Morocco’s Alcohol Tax Hike Threatens Bar Industry, May Boost Smuggling

The increase in the tax on alcohol consumption, provided for in the 2024 Finance Bill (PLF), could benefit smuggling and lead to the massive closure of bars.
The PLF provides for an increase in the domestic consumption tax (TIC) from 850 to 1,500 DH/hl for wines, from 1,150 to 2,000 DH/hl for beers and from 18,000 to 30,000 DH/hl for ethyl alcohols (pure alcohol), reports the daily Les Inspirations Eco, specifying that this measure could lead to the closure of several bars and that "some consumers could also change their consumption habits and prefer to buy alcohol in grocery stores and supermarkets".

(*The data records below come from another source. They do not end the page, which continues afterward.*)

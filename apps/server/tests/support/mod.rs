//! Shared helpers for the HTTP-level integration tests.

use anyhow::Context as _;
use axum::{
    body::{Body, Bytes},
    http::{HeaderMap, Method, Request, StatusCode},
    Router,
};
use fhir_rest_engine::{
    api::create_router,
    config::Config,
    persistence::{InMemoryPersistence, Persistence},
    state::AppState,
};
use serde_json::{json, Value};
use std::{future::Future, pin::Pin, sync::Arc};
use tower::ServiceExt;

pub mod constants {
    pub const MRN_SYSTEM: &str = "http://example.org/fhir/mrn";
    pub const BASE_URL: &str = "http://localhost:8080/fhir";
}

pub type TestFuture = Pin<Box<dyn Future<Output = anyhow::Result<()>> + Send>>;

pub struct TestApp {
    pub state: AppState,
    router: Router,
}

impl TestApp {
    pub fn new(config: Config) -> Self {
        Self::with_persistence(config, Arc::new(InMemoryPersistence::new()))
    }

    pub fn with_persistence(config: Config, persistence: Arc<dyn Persistence>) -> Self {
        let state = AppState::with_persistence(config, persistence);
        let router = create_router(state.clone());
        Self { state, router }
    }

    pub async fn request(
        &self,
        method: Method,
        path: &str,
        body: Option<Body>,
    ) -> anyhow::Result<(StatusCode, HeaderMap, Bytes)> {
        self.request_with_headers(method, path, &[], body).await
    }

    pub async fn request_with_headers(
        &self,
        method: Method,
        path: &str,
        headers: &[(&str, &str)],
        body: Option<Body>,
    ) -> anyhow::Result<(StatusCode, HeaderMap, Bytes)> {
        let mut builder = Request::builder().method(method).uri(path);
        let has_content_type = headers
            .iter()
            .any(|(name, _)| name.eq_ignore_ascii_case("content-type"));
        if body.is_some() && !has_content_type {
            builder = builder.header("content-type", "application/fhir+json");
        }
        for (name, value) in headers {
            builder = builder.header(*name, *value);
        }
        let request = builder
            .body(body.unwrap_or_else(Body::empty))
            .context("build request")?;

        let response = self
            .router
            .clone()
            .oneshot(request)
            .await
            .context("router call")?;
        let status = response.status();
        let headers = response.headers().clone();
        let bytes = axum::body::to_bytes(response.into_body(), usize::MAX)
            .await
            .context("read response body")?;
        Ok((status, headers, bytes))
    }

    /// Request with a JSON body, returning the parsed response body
    /// (`Value::Null` when empty).
    pub async fn json(
        &self,
        method: Method,
        path: &str,
        body: Option<&Value>,
    ) -> anyhow::Result<(StatusCode, HeaderMap, Value)> {
        let body = body.map(to_json_body).transpose()?;
        let (status, headers, bytes) = self.request(method, path, body).await?;
        Ok((status, headers, parse_json(&bytes)?))
    }
}

pub fn test_config() -> Config {
    Config::default()
}

pub async fn with_test_app<F>(f: F) -> anyhow::Result<()>
where
    F: FnOnce(TestApp) -> TestFuture,
{
    with_test_app_with_config(test_config(), f).await
}

pub async fn with_test_app_with_config<F>(config: Config, f: F) -> anyhow::Result<()>
where
    F: FnOnce(TestApp) -> TestFuture,
{
    f(TestApp::new(config)).await
}

pub fn to_json_body(value: &Value) -> anyhow::Result<Body> {
    Ok(Body::from(serde_json::to_vec(value)?))
}

pub fn parse_json(bytes: &[u8]) -> anyhow::Result<Value> {
    if bytes.is_empty() {
        return Ok(Value::Null);
    }
    serde_json::from_slice(bytes).context("response body is not JSON")
}

pub fn assert_status(actual: StatusCode, expected: StatusCode, context: &str) {
    assert_eq!(actual, expected, "unexpected status for {context}");
}

/// Leading status code of a bundle entry response, e.g. `201`.
pub fn entry_status(entry: &Value) -> &str {
    entry["response"]["status"]
        .as_str()
        .and_then(|s| s.split_whitespace().next())
        .unwrap_or("")
}

pub fn entry_statuses(bundle: &Value) -> Vec<String> {
    bundle["entry"]
        .as_array()
        .map(|entries| entries.iter().map(|e| entry_status(e).to_string()).collect())
        .unwrap_or_default()
}

pub fn assert_resource_id(resource: &Value, expected: &str) -> anyhow::Result<()> {
    let id = resource["id"].as_str().context("resource has no id")?;
    anyhow::ensure!(id == expected, "expected id {expected}, got {id}");
    Ok(())
}

pub fn assert_version_id(resource: &Value, expected: &str) -> anyhow::Result<()> {
    let version = resource["meta"]["versionId"]
        .as_str()
        .context("resource has no meta.versionId")?;
    anyhow::ensure!(
        version == expected,
        "expected versionId {expected}, got {version}"
    );
    Ok(())
}

pub fn patient_with_mrn(family: &str, mrn: &str) -> Value {
    json!({
        "resourceType": "Patient",
        "identifier": [{ "system": constants::MRN_SYSTEM, "value": mrn }],
        "name": [{ "family": family }]
    })
}

pub async fn create_patient(app: &TestApp, family: &str, mrn: &str) -> anyhow::Result<String> {
    let (status, _headers, body) = app
        .json(Method::POST, "/fhir/Patient", Some(&patient_with_mrn(family, mrn)))
        .await?;
    assert_status(status, StatusCode::CREATED, "create patient");
    Ok(body["id"].as_str().context("created patient has no id")?.to_string())
}
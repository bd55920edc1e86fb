//! FHIR Server - Web Server Entry Point
//!
//! Serves the REST and bundle endpoints over the in-memory persistence.

use anyhow::Context;
use fhir_rest_engine::{api::create_router, config::Config, logging, state::AppState};

#[tokio::main]
async fn main() -> anyhow::Result<()> {
    // Load configuration first to get logging settings
    let config = Config::load().context("Failed to load configuration")?;

    config
        .validate()
        .map_err(|e| anyhow::anyhow!("Invalid configuration: {e}"))?;

    let _telemetry_guard =
        logging::init_logging(&config.logging).context("Failed to initialize logging")?;

    tracing::info!(version = env!("CARGO_PKG_VERSION"), "Starting FHIR Server");

    let addr = config
        .socket_addr()
        .context("Failed to determine socket address")?;

    tracing::info!(
        fhir_version = config.fhir.version,
        base_url = config.server.base_url,
        listen_addr = %addr,
        "Configuration loaded"
    );

    let state = AppState::new(config);
    let app = create_router(state);

    tracing::info!("FHIR Server listening on http://{}", addr);
    tracing::info!("Health check: http://{}/health", addr);
    tracing::info!("API endpoint: http://{}/fhir", addr);

    let listener = tokio::net::TcpListener::bind(addr)
        .await
        .with_context(|| format!("Failed to bind TCP listener on {addr}"))?;

    if let Err(e) = axum::serve(listener, app)
        .with_graceful_shutdown(shutdown_signal())
        .await
    {
        tracing::error!(error = %e, "Server terminated unexpectedly");
    }

    tracing::info!("Server shutdown complete");
    logging::shutdown_telemetry();

    Ok(())
}

/// Wait for SIGTERM or SIGINT
#[cfg(unix)]
async fn shutdown_signal() {
    use tokio::signal::unix::{signal, SignalKind};

    let sigint = tokio::signal::ctrl_c();
    let mut sigterm = match signal(SignalKind::terminate()) {
        Ok(sigterm) => sigterm,
        Err(e) => {
            tracing::warn!(error = %e, "Failed to install SIGTERM handler; waiting for SIGINT only");
            let _ = sigint.await;
            return;
        }
    };

    tokio::select! {
        _ = sigint => {
            tracing::info!("SIGINT received, starting graceful shutdown...");
        }
        _ = sigterm.recv() => {
            tracing::info!("SIGTERM received, starting graceful shutdown...");
        }
    }
}

#[cfg(not(unix))]
async fn shutdown_signal() {
    if let Err(e) = tokio::signal::ctrl_c().await {
        tracing::warn!(error = %e, "Failed to listen for CTRL+C");
    }
    tracing::info!("Shutdown signal received, starting graceful shutdown...");
}
//! Persistence contract consumed by the REST engine
//!
//! Any storage backend implements [`Persistence`] (the engine-wide handle) and
//! hands out [`PersistenceSession`]s, one per unit of work. A session is a
//! transaction: nothing it writes is visible to other sessions until
//! [`PersistenceSession::commit`], and [`PersistenceSession::rollback`] (or
//! dropping the session) discards it.

use crate::models::{ChangeRecord, Resource};
use crate::search::SearchContext;
use crate::Result;
use async_trait::async_trait;
use chrono::{DateTime, Utc};

/// Parameters for instance/type history.
#[derive(Debug, Clone)]
pub struct HistoryQuery {
    pub count: usize,
    /// 1-based.
    pub page: usize,
    pub since: Option<DateTime<Utc>>,
    pub at: Option<DateTime<Utc>>,
    pub sort_ascending: bool,
}

impl Default for HistoryQuery {
    fn default() -> Self {
        Self {
            count: 10,
            page: 1,
            since: None,
            at: None,
            sort_ascending: false,
        }
    }
}

#[derive(Debug, Clone)]
pub struct HistoryPage {
    pub total: usize,
    pub entries: Vec<Resource>,
}

#[derive(Debug, Clone, Default)]
pub struct SearchResult {
    pub matches: Vec<Resource>,
    pub includes: Vec<Resource>,
    /// Total number of matches across all pages.
    pub total: usize,
}

/// Ordering of the whole-system change feed.
#[derive(Debug, Clone, Copy, PartialEq, Eq)]
pub enum ChangeOrder {
    ChangeId,
    LastUpdatedAsc,
    LastUpdatedDesc,
}

/// Cursor-based query over the change log.
#[derive(Debug, Clone)]
pub struct ChangesQuery {
    pub count: usize,
    pub order: ChangeOrder,
    /// Inclusive lower bound on `changed_at`.
    pub since: Option<DateTime<Utc>>,
    /// Exclusive upper bound on `changed_at`.
    pub before: Option<DateTime<Utc>>,
    /// Skip records up to and including this change id (in cursor direction).
    pub change_id_marker: Option<i64>,
    pub resource_types: Vec<String>,
}

impl Default for ChangesQuery {
    fn default() -> Self {
        Self {
            count: 10,
            order: ChangeOrder::ChangeId,
            since: None,
            before: None,
            change_id_marker: None,
            resource_types: Vec::new(),
        }
    }
}

/// Selection of resources for a single reindex call.
#[derive(Debug, Clone, Default)]
pub struct ReindexRequest {
    pub resource_type: Option<String>,
    /// Explicit `Type/id` references; empty means "next resources by type".
    pub references: Vec<String>,
    pub max_resources: usize,
    /// Only resources not reindexed since this instant.
    pub reindex_before: Option<DateTime<Utc>>,
}

#[derive(Debug, Clone, Default, PartialEq, Eq)]
pub struct ReindexResult {
    pub processed: usize,
    pub references: Vec<String>,
}

#[derive(Debug, Clone, PartialEq, Eq)]
pub struct EraseRequest {
    pub resource_type: String,
    pub id: String,
    /// `None` erases every version.
    pub version: Option<i32>,
}

#[derive(Debug, Clone, PartialEq, Eq)]
pub struct EraseResult {
    pub resource_type: String,
    pub id: String,
    pub versions_erased: usize,
    pub partial: bool,
}

#[async_trait]
pub trait PersistenceSession: Send {
    /// Store a new resource. `id` and `meta` are already populated.
    async fn create(&mut self, resource: &Resource) -> Result<Resource>;

    /// Store a new version. `meta.versionId` is already the next version.
    async fn update(&mut self, resource: &Resource) -> Result<Resource>;

    /// Current version, deleted versions included (check [`Resource::deleted`]).
    async fn read(&mut self, resource_type: &str, id: &str) -> Result<Option<Resource>>;

    async fn vread(
        &mut self,
        resource_type: &str,
        id: &str,
        version_id: i32,
    ) -> Result<Option<Resource>>;

    /// Write a deletion marker as the next version.
    async fn delete(
        &mut self,
        resource_type: &str,
        id: &str,
        last_updated: DateTime<Utc>,
    ) -> Result<Resource>;

    /// Instance history when `id` is set, type history otherwise.
    async fn history(
        &mut self,
        resource_type: Option<&str>,
        id: Option<&str>,
        query: &HistoryQuery,
    ) -> Result<HistoryPage>;

    async fn search(&mut self, context: &SearchContext) -> Result<SearchResult>;

    /// Whole-system change feed.
    async fn changes(&mut self, query: &ChangesQuery) -> Result<Vec<ChangeRecord>>;

    /// Total size of the change feed for the given types.
    async fn changes_total(&mut self, resource_types: &[String]) -> Result<usize>;

    async fn reindex(&mut self, request: &ReindexRequest) -> Result<ReindexResult>;

    /// Physically remove one or all versions of a resource.
    async fn erase(&mut self, request: &EraseRequest) -> Result<EraseResult>;

    async fn commit(self: Box<Self>) -> Result<()>;

    async fn rollback(self: Box<Self>) -> Result<()>;
}

#[async_trait]
pub trait Persistence: Send + Sync {
    async fn begin(&self) -> Result<Box<dyn PersistenceSession>>;

    fn generate_resource_id(&self) -> String {
        uuid::Uuid::new_v4().to_string()
    }

    fn is_update_create_enabled(&self) -> bool {
        true
    }

    fn is_delete_supported(&self) -> bool {
        true
    }

    fn is_transactional(&self) -> bool {
        true
    }
}
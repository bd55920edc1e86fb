//! Filter evaluation for the in-memory store
//!
//! Supported filters: `_id`, `_lastUpdated` with comparison prefixes,
//! token-style `system|value` on identifiers and codings, references, and
//! case-insensitive prefix matching on any other top-level element.

use crate::models::Resource;
use crate::search::{SearchContext, SearchFilter, SortSpec};
use chrono::{DateTime, NaiveDate, Utc};
use serde_json::Value as JsonValue;
use std::cmp::Ordering;

pub(crate) fn matches(resource: &Resource, ctx: &SearchContext) -> bool {
    if let Some(rt) = &ctx.resource_type {
        if &resource.resource_type != rt {
            return false;
        }
    }
    if let Some((compartment, id)) = &ctx.compartment {
        let target = format!("{}/{}", compartment, id);
        if !references_anywhere(&resource.resource, &target) {
            return false;
        }
    }
    ctx.filters.iter().all(|f| matches_filter(resource, f))
}

fn matches_filter(resource: &Resource, filter: &SearchFilter) -> bool {
    match filter.name.as_str() {
        "_id" => filter.values.iter().any(|v| v == &resource.id),
        "_lastUpdated" => filter
            .values
            .iter()
            .any(|v| matches_instant(resource.last_updated, v)),
        name => {
            let element = resource.resource.get(name);
            if filter.modifier.as_deref() == Some("missing") {
                let want_missing = filter.values.iter().any(|v| v == "true");
                return element.is_none() == want_missing;
            }
            let Some(element) = element else {
                return false;
            };
            let exact = filter.modifier.as_deref() == Some("exact");
            let mut candidates = Vec::new();
            collect_candidates(element, &mut candidates);
            filter
                .values
                .iter()
                .any(|wanted| candidates.iter().any(|c| value_matches(c, wanted, exact)))
        }
    }
}

fn value_matches(candidate: &str, wanted: &str, exact: bool) -> bool {
    if candidate == wanted {
        return true;
    }
    // `|value` means "no system"; `value` alone means "any system".
    if let Some(code) = wanted.strip_prefix('|') {
        return candidate == code;
    }
    if exact {
        return false;
    }
    candidate.to_lowercase().starts_with(&wanted.to_lowercase())
}

/// Searchable strings of an element: leaf strings plus `system|code` and
/// `system|value` pairs of codings and identifiers.
fn collect_candidates(value: &JsonValue, out: &mut Vec<String>) {
    match value {
        JsonValue::String(s) => out.push(s.clone()),
        JsonValue::Bool(b) => out.push(b.to_string()),
        JsonValue::Number(n) => out.push(n.to_string()),
        JsonValue::Array(items) => items.iter().for_each(|i| collect_candidates(i, out)),
        JsonValue::Object(map) => {
            let system = map.get("system").and_then(|s| s.as_str());
            for key in ["code", "value"] {
                if let (Some(system), Some(v)) = (system, map.get(key).and_then(|v| v.as_str())) {
                    out.push(format!("{}|{}", system, v));
                }
            }
            for (k, v) in map {
                if k == "system" {
                    continue;
                }
                collect_candidates(v, out);
            }
        }
        JsonValue::Null => {}
    }
}

fn matches_instant(actual: DateTime<Utc>, raw: &str) -> bool {
    let (prefix, date) = match raw.get(..2) {
        Some(p @ ("eq" | "ne" | "gt" | "lt" | "ge" | "le")) => (p, &raw[2..]),
        _ => ("eq", raw),
    };
    let Some((start, end)) = parse_instant_range(date) else {
        return false;
    };
    match prefix {
        "gt" => actual >= end,
        "lt" => actual < start,
        "ge" => actual >= start,
        "le" => actual < end,
        "ne" => actual < start || actual >= end,
        _ => actual >= start && actual < end,
    }
}

/// A date covers its whole day; an instant covers one microsecond.
fn parse_instant_range(raw: &str) -> Option<(DateTime<Utc>, DateTime<Utc>)> {
    if let Ok(dt) = DateTime::parse_from_rfc3339(raw) {
        let start = dt.with_timezone(&Utc);
        return Some((start, start + chrono::Duration::microseconds(1)));
    }
    let day = NaiveDate::parse_from_str(raw, "%Y-%m-%d").ok()?;
    let start = day.and_hms_opt(0, 0, 0)?.and_utc();
    Some((start, start + chrono::Duration::days(1)))
}

pub(crate) fn references_anywhere(value: &JsonValue, target: &str) -> bool {
    match value {
        JsonValue::Object(map) => {
            if map.get("reference").and_then(|r| r.as_str()) == Some(target) {
                return true;
            }
            map.values().any(|v| references_anywhere(v, target))
        }
        JsonValue::Array(items) => items.iter().any(|v| references_anywhere(v, target)),
        _ => false,
    }
}

/// `Type/id` references held by the named top-level element.
pub(crate) fn reference_targets(resource: &JsonValue, element: &str) -> Vec<String> {
    let mut out = Vec::new();
    if let Some(value) = resource.get(element) {
        collect_references(value, &mut out);
    }
    out
}

fn collect_references(value: &JsonValue, out: &mut Vec<String>) {
    match value {
        JsonValue::Object(map) => {
            if let Some(r) = map.get("reference").and_then(|r| r.as_str()) {
                out.push(r.to_string());
            }
        }
        JsonValue::Array(items) => items.iter().for_each(|i| collect_references(i, out)),
        _ => {}
    }
}

pub(crate) fn compare(a: &Resource, b: &Resource, sort: &[SortSpec]) -> Ordering {
    for spec in sort {
        let ord = match spec.parameter.as_str() {
            "_lastUpdated" => a.last_updated.cmp(&b.last_updated),
            "_id" => a.id.cmp(&b.id),
            other => sort_key(&a.resource, other).cmp(&sort_key(&b.resource, other)),
        };
        let ord = if spec.ascending { ord } else { ord.reverse() };
        if ord != Ordering::Equal {
            return ord;
        }
    }
    a.last_updated
        .cmp(&b.last_updated)
        .then_with(|| a.reference().cmp(&b.reference()))
}

fn sort_key(resource: &JsonValue, element: &str) -> Option<String> {
    let mut candidates = Vec::new();
    collect_candidates(resource.get(element)?, &mut candidates);
    candidates.into_iter().min()
}

#[cfg(test)]
mod tests {
    use super::*;
    use chrono::TimeZone;
    use serde_json::json;

    fn stored(resource: JsonValue) -> Resource {
        Resource {
            id: resource["id"].as_str().unwrap().to_string(),
            resource_type: resource["resourceType"].as_str().unwrap().to_string(),
            version_id: 1,
            resource,
            last_updated: Utc.with_ymd_and_hms(2024, 3, 1, 10, 0, 0).unwrap(),
            deleted: false,
        }
    }

    fn filter(name: &str, modifier: Option<&str>, value: &str) -> SearchContext {
        let mut ctx = SearchContext::new(Some("Patient"), 10);
        ctx.filters.push(SearchFilter {
            name: name.to_string(),
            modifier: modifier.map(str::to_string),
            values: vec![value.to_string()],
        });
        ctx
    }

    fn patient() -> Resource {
        stored(json!({
            "resourceType": "Patient",
            "id": "p1",
            "identifier": [{ "system": "http://acme.org/mrns", "value": "12345" }],
            "name": [{ "family": "Doe", "given": ["Jane"] }],
            "managingOrganization": { "reference": "Organization/o1" }
        }))
    }

    #[test]
    fn identifier_token() {
        let p = patient();
        assert!(matches(&p, &filter("identifier", None, "http://acme.org/mrns|12345")));
        assert!(matches(&p, &filter("identifier", None, "12345")));
        assert!(!matches(&p, &filter("identifier", None, "http://other|12345")));
    }

    #[test]
    fn string_prefix_and_exact() {
        let p = patient();
        assert!(matches(&p, &filter("name", None, "do")));
        assert!(!matches(&p, &filter("name", Some("exact"), "do")));
        assert!(matches(&p, &filter("name", Some("exact"), "Doe")));
        assert!(matches(&p, &filter("birthDate", Some("missing"), "true")));
    }

    #[test]
    fn last_updated_prefixes() {
        let p = patient();
        assert!(matches(&p, &filter("_lastUpdated", None, "2024-03-01")));
        assert!(matches(&p, &filter("_lastUpdated", None, "gt2024-02-28")));
        assert!(!matches(&p, &filter("_lastUpdated", None, "lt2024-03-01")));
    }

    #[test]
    fn compartment_and_references() {
        let p = patient();
        let mut ctx = SearchContext::new(Some("Patient"), 10);
        ctx.compartment = Some(("Organization".into(), "o1".into()));
        assert!(matches(&p, &ctx));
        assert_eq!(
            reference_targets(&p.resource, "managingOrganization"),
            vec!["Organization/o1"]
        );
    }
}
pub fn parse_method(method: &str) -> Result<Method> {
    match method.to_ascii_uppercase().as_str() {
        "GET" => Ok(Method::GET),
        "HEAD" => Ok(Method::HEAD),
        "POST" => Ok(Method::POST),
        "PUT" => Ok(Method::PUT),
        "PATCH" => Ok(Method::PATCH),
        "DELETE" => Ok(Method::DELETE),
        other => Err(crate::Error::InvalidRequest(format!(
            "Bundle.Entry.request contains unsupported HTTP method: {}",
            other
        ))),
    }
}

fn entry_request(entry: &BundleEntry) -> Result<(&BundleEntryRequest, Method)> {
    let request = entry.request.as_ref().ok_or_else(|| {
        crate::Error::InvalidRequest("Bundle.Entry.request is required for bundle entries.".to_string())
    })?;
    Ok((request, parse_method(&request.method)?))
}

/// The entry's `fullUrl` if it is a local identifier.
pub fn local_identifier(entry: &BundleEntry) -> Option<&str> {
    entry.full_url.as_deref().filter(|u| is_local_reference(u))
}

pub fn check_resource_type(resource_type: &str) -> Result<()> {
    if resource::is_known_resource_type(resource_type) {
        Ok(())
    } else {
        Err(crate::Error::NotSupported(format!(
            "'{}' is not a valid resource type.",
            resource_type
        )))
    }
}

fn non_empty(value: Option<&str>) -> Option<String> {
    value.filter(|v| !v.is_empty()).map(str::to_string)
}

/// Reserve server ids for entries whose id can be known before execution:
/// plain creates with a local identifier get a generated id, updates with a
/// local identifier map to the id they carry.
pub fn reserve_local_identifiers(
    bundle: &Bundle,
    validation_responses: &HashMap<usize, BundleEntry>,
    generate_id: impl Fn() -> String,
    local_refs: &mut LocalReferenceMap,
) -> Result<()> {
    for (index, entry) in bundle.entries().iter().enumerate() {
        if is_rejected(validation_responses, index) {
            continue;
        }
        let (Some(local), Some(body)) = (local_identifier(entry), entry.resource.as_ref()) else {
            continue;
        };
        let Ok((request, method)) = entry_request(entry) else {
            continue;
        };
        let Ok(url) = UrlParser::parse(&request.url) else {
            continue;
        };
        let tokens = url.path_tokens();

        if method == Method::POST
            && tokens.len() == 1
            && !tokens[0].starts_with('$')
            && non_empty(request.if_none_exist.as_deref()).is_none()
        {
            let resource_type = resource::resource_type(body).unwrap_or(&tokens[0]);
            local_refs.register(local, format!("{}/{}", resource_type, generate_id()))?;
        } else if method == Method::PUT {
            if let (Some(rt), Some(id)) = (resource::resource_type(body), resource::resource_id(body)) {
                local_refs.register(local, format!("{}/{}", rt, id))?;
            }
        }
    }
    Ok(())
}

/// Translate every entry of `bundle` into an interaction, in execution order.
#[tracing::instrument(skip_all, fields(entries = bundle.entry_count()))]
pub fn translate(
    bundle: &Bundle,
    validation_responses: &HashMap<usize, BundleEntry>,
    local_refs: &LocalReferenceMap,
    options: &TranslateOptions<'_>,
) -> Result<Vec<Interaction>> {
    let entries = bundle.entries();
    let mut result = Vec::with_capacity(entries.len());
    let mut groups: Vec<(Method, Vec<usize>)> =
        METHOD_ORDER.iter().map(|m| (m.clone(), Vec::new())).collect();

    for (index, entry) in entries.iter().enumerate() {
        if let Some(response) = validation_responses.get(&index).filter(|r| !is_accepted(r)) {
            let method = entry_request(entry).map(|(_, m)| m).unwrap_or(Method::GET);
            let description = describe(index, entry, options);
            result.push(Interaction::new(
                index,
                method,
                description,
                InteractionKind::ValidationOutcome {
                    response: response.clone(),
                },
            ));
            continue;
        }

        match entry_request(entry) {
            Ok((_, method)) => {
                if let Some((_, indices)) = groups.iter_mut().find(|(m, _)| *m == method) {
                    indices.push(index);
                }
            }
            Err(err) => {
                result.push(entry_failure(index, Method::GET, describe(index, entry, options), err, options)?);
            }
        }
    }

    tracing::debug!(
        delete = ?groups[0].1,
        post = ?groups[1].1,
        put = ?groups[2].1,
        get = ?groups[3].1,
        patch = ?groups[4].1,
        head = ?groups[5].1,
        "Bundle request indices to be processed"
    );

    for (method, mut indices) in groups {
        if method == Method::PUT || method == Method::DELETE {
            indices.sort_by(|a, b| url_path(&entries[*a]).cmp(&url_path(&entries[*b])));
        }

        for index in indices {
            let entry = &entries[index];
            let description = describe(index, entry, options);
            match translate_entry(entry, &method, local_refs, options) {
                Ok(kind) => result.push(
                    Interaction::new(index, method.clone(), description, kind)
                        .with_local_identifier(local_identifier(entry).map(str::to_string)),
                ),
                Err(err) => result.push(entry_failure(index, method.clone(), description, err, options)?),
            }
        }
    }

    Ok(result)
}

fn describe(index: usize, entry: &BundleEntry, options: &TranslateOptions<'_>) -> String {
    let (method, url) = entry
        .request
        .as_ref()
        .map(|r| (r.method.as_str(), r.url.as_str()))
        .unwrap_or(("", ""));
    request_description(index, options.correlation_id, method, url)
}

fn entry_failure(
    index: usize,
    method: Method,
    description: String,
    err: crate::Error,
    options: &TranslateOptions<'_>,
) -> Result<Interaction> {
    if options.fail_fast {
        return Err(err.with_entry_context(index, description));
    }
    tracing::debug!(entry_index = index, error = %err, "Bundle entry rejected during translation");
    Ok(Interaction::new(
        index,
        method,
        description,
        InteractionKind::Issue {
            status: err.status(),
            outcome: err.to_operation_outcome(),
        },
    ))
}

/// Path of the entry's request URL; entries without one sort first.
fn url_path(entry: &BundleEntry) -> Option<String> {
    let request = entry.request.as_ref()?;
    UrlParser::parse(&request.url)
        .ok()
        .map(|u| u.path().to_string())
}

fn absolute_uri(base_url: &str, relative: &str) -> String {
    format!(
        "{}/{}",
        base_url.trim_end_matches('/'),
        relative.trim_start_matches('/')
    )
}

fn translate_entry(
    entry: &BundleEntry,
    method: &Method,
    local_refs: &LocalReferenceMap,
    options: &TranslateOptions<'_>,
) -> Result<InteractionKind> {
    let (request, _) = entry_request(entry)?;
    let url = UrlParser::parse(&request.url)?;
    let request_uri = absolute_uri(options.base_url, &request.url);

    if *method == Method::GET || *method == Method::HEAD {
        translate_get(&url, request_uri, *method == Method::HEAD)
    } else if *method == Method::POST {
        translate_post(entry, request, &url, request_uri, local_refs)
    } else if *method == Method::PUT {
        translate_put(entry, request, &url, options.skippable_updates)
    } else if *method == Method::PATCH {
        translate_patch(entry, request, &url, options.skippable_updates)
    } else if *method == Method::DELETE {
        translate_delete(&url)
    } else {
        Err(crate::Error::Internal(format!(
            "unexpected bundle method {}",
            method
        )))
    }
}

The measure will have a negative impact on the consumer, says a distributor quoted by the daily, explaining that the price of a very popular beer in Morocco could increase by 2.20 DH per unit for a 25 cl format and 2.80 DH for a 33 cl format, which will lead to a drop in demand. "If demand decreases due to the increase in prices, this could also have broader negative economic consequences at the local level, including repercussions on employment, reluctance to expand and reduced investment," it reads.
An increase in the tax on alcohol consumption, currently around 40%, could lead to a drop in tax revenues, as consumers could rush to smuggled products. The measure raises concerns among bar owners who should benefit from the Africa Cup of Nations (CAN) before feeling the effects of this price increase.